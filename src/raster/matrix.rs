//! In-memory pixel grid with per-channel bit depth.

use super::Channel;
use crate::error::{Error, Result};

/// Largest supported bit depth for a single channel.
pub const MAX_CHANNEL_BITS: u8 = 32;

/// Returns the mask covering every valid bit of a `bits`-wide sample.
#[inline]
pub(crate) fn depth_mask(bits: u8) -> u32 {
    if bits >= MAX_CHANNEL_BITS {
        u32::MAX
    } else {
        (1u32 << bits) - 1
    }
}

/// A decoded raster image.
///
/// Samples are stored interleaved, row-major: `[row][col][channel]`.
/// A matrix is never modified after construction; every transform in
/// this crate builds a new matrix or a [`Channel`] snapshot.
#[derive(Clone, PartialEq, Eq)]
pub struct PixelMatrix {
    width: usize,
    height: usize,
    /// Bit depth of each channel.
    bits: Vec<u8>,
    samples: Vec<u32>,
}

impl PixelMatrix {
    /// Creates a matrix from interleaved samples.
    ///
    /// Fails when a dimension is zero, when `samples` does not hold
    /// exactly `width * height * bits.len()` values, when a depth lies
    /// outside `1..=32`, or when a sample does not fit its channel's depth.
    pub fn new(width: usize, height: usize, bits: Vec<u8>, samples: Vec<u32>) -> Result<Self> {
        if width == 0 || height == 0 {
            return Err(Error::invalid(format!(
                "matrix dimensions must be non-zero, got {width}x{height}"
            )));
        }
        if bits.is_empty() {
            return Err(Error::invalid("matrix needs at least one channel"));
        }
        if let Some(&depth) = bits
            .iter()
            .find(|&&b| b == 0 || b > MAX_CHANNEL_BITS)
        {
            return Err(Error::invalid(format!(
                "channel depth {depth} outside 1..={MAX_CHANNEL_BITS}"
            )));
        }
        let expected = width * height * bits.len();
        if samples.len() != expected {
            return Err(Error::invalid(format!(
                "expected {expected} samples, got {}",
                samples.len()
            )));
        }

        let channels = bits.len();
        for (i, &value) in samples.iter().enumerate() {
            let depth = bits[i % channels];
            if value & !depth_mask(depth) != 0 {
                return Err(Error::invalid(format!(
                    "sample {value} does not fit in {depth} bits (channel {})",
                    i % channels
                )));
            }
        }

        Ok(Self {
            width,
            height,
            bits,
            samples,
        })
    }

    /// Assembles a matrix whose invariants the caller already upholds.
    pub(crate) fn from_parts(width: usize, height: usize, bits: Vec<u8>, samples: Vec<u32>) -> Self {
        debug_assert_eq!(samples.len(), width * height * bits.len());
        Self {
            width,
            height,
            bits,
            samples,
        }
    }

    /// Builds a matrix by evaluating `f(row, col, channel)` for every sample.
    pub fn from_fn<F>(width: usize, height: usize, bits: Vec<u8>, mut f: F) -> Result<Self>
    where
        F: FnMut(usize, usize, usize) -> u32,
    {
        let channels = bits.len();
        let mut samples = Vec::with_capacity(width * height * channels);
        for row in 0..height {
            for col in 0..width {
                for channel in 0..channels {
                    samples.push(f(row, col, channel));
                }
            }
        }
        Self::new(width, height, bits, samples)
    }

    /// Recombines single-channel snapshots along the channel axis.
    ///
    /// Channel order in the result follows the order of `channels`.
    pub fn from_channels(channels: Vec<Channel>) -> Result<Self> {
        let first = channels
            .first()
            .ok_or_else(|| Error::invalid("cannot concatenate zero channels"))?;
        let (width, height) = (first.width(), first.height());
        if let Some(bad) = channels
            .iter()
            .find(|c| c.width() != width || c.height() != height)
        {
            return Err(Error::invalid(format!(
                "channel is {}x{}, expected {width}x{height}",
                bad.width(),
                bad.height()
            )));
        }

        let bits: Vec<u8> = channels.iter().map(Channel::bits).collect();
        let count = channels.len();
        let mut samples = vec![0u32; width * height * count];
        for (index, channel) in channels.iter().enumerate() {
            for (pixel, &value) in channel.samples().iter().enumerate() {
                samples[pixel * count + index] = value;
            }
        }

        Ok(Self {
            width,
            height,
            bits,
            samples,
        })
    }

    /// Returns the width in pixels.
    #[inline]
    pub fn width(&self) -> usize {
        self.width
    }

    /// Returns the height in pixels.
    #[inline]
    pub fn height(&self) -> usize {
        self.height
    }

    /// Returns the number of channels per pixel.
    #[inline]
    pub fn channel_count(&self) -> usize {
        self.bits.len()
    }

    /// Returns the bit depth of every channel, in channel order.
    #[inline]
    pub fn bits_per_channel(&self) -> &[u8] {
        &self.bits
    }

    /// Returns the smallest channel depth.
    pub fn min_bits(&self) -> u8 {
        self.bits.iter().copied().min().unwrap_or(0)
    }

    /// Returns the total number of pixels (width * height).
    #[inline]
    pub fn pixel_count(&self) -> usize {
        self.width * self.height
    }

    /// Returns the interleaved sample buffer.
    #[inline]
    pub fn samples(&self) -> &[u32] {
        &self.samples
    }

    /// Returns one sample, or `None` when the coordinate is out of range.
    #[inline]
    pub fn get(&self, row: usize, col: usize, channel: usize) -> Option<u32> {
        if row >= self.height || col >= self.width || channel >= self.bits.len() {
            return None;
        }
        Some(self.samples[(row * self.width + col) * self.bits.len() + channel])
    }

    /// Takes an owned snapshot of one channel.
    pub fn channel(&self, index: usize) -> Result<Channel> {
        let count = self.channel_count();
        if index >= count {
            return Err(Error::invalid(format!(
                "channel index {index} out of range for {count} channels"
            )));
        }
        let samples = self
            .samples
            .iter()
            .skip(index)
            .step_by(count)
            .copied()
            .collect();
        Ok(Channel::from_parts(
            self.width,
            self.height,
            self.bits[index],
            samples,
        ))
    }

    /// Builds a matrix of the same shape by mapping every sample.
    ///
    /// `f` receives the sample and its channel index. Results are
    /// truncated to the channel depth.
    pub(crate) fn map_samples<F>(&self, f: F) -> PixelMatrix
    where
        F: Fn(u32, usize) -> u32,
    {
        let count = self.channel_count();
        let samples = self
            .samples
            .iter()
            .enumerate()
            .map(|(i, &v)| {
                let channel = i % count;
                f(v, channel) & depth_mask(self.bits[channel])
            })
            .collect();
        PixelMatrix {
            width: self.width,
            height: self.height,
            bits: self.bits.clone(),
            samples,
        }
    }
}

impl std::fmt::Debug for PixelMatrix {
    fn fmt(&self, f: &mut std::fmt::Formatter<'_>) -> std::fmt::Result {
        f.debug_struct("PixelMatrix")
            .field("width", &self.width)
            .field("height", &self.height)
            .field("bits", &self.bits)
            .field("samples", &self.samples.len())
            .finish()
    }
}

+++

* What is being asked
Your reply should be only the number of lines in the preceding data that include the word "does".

* Written solution
3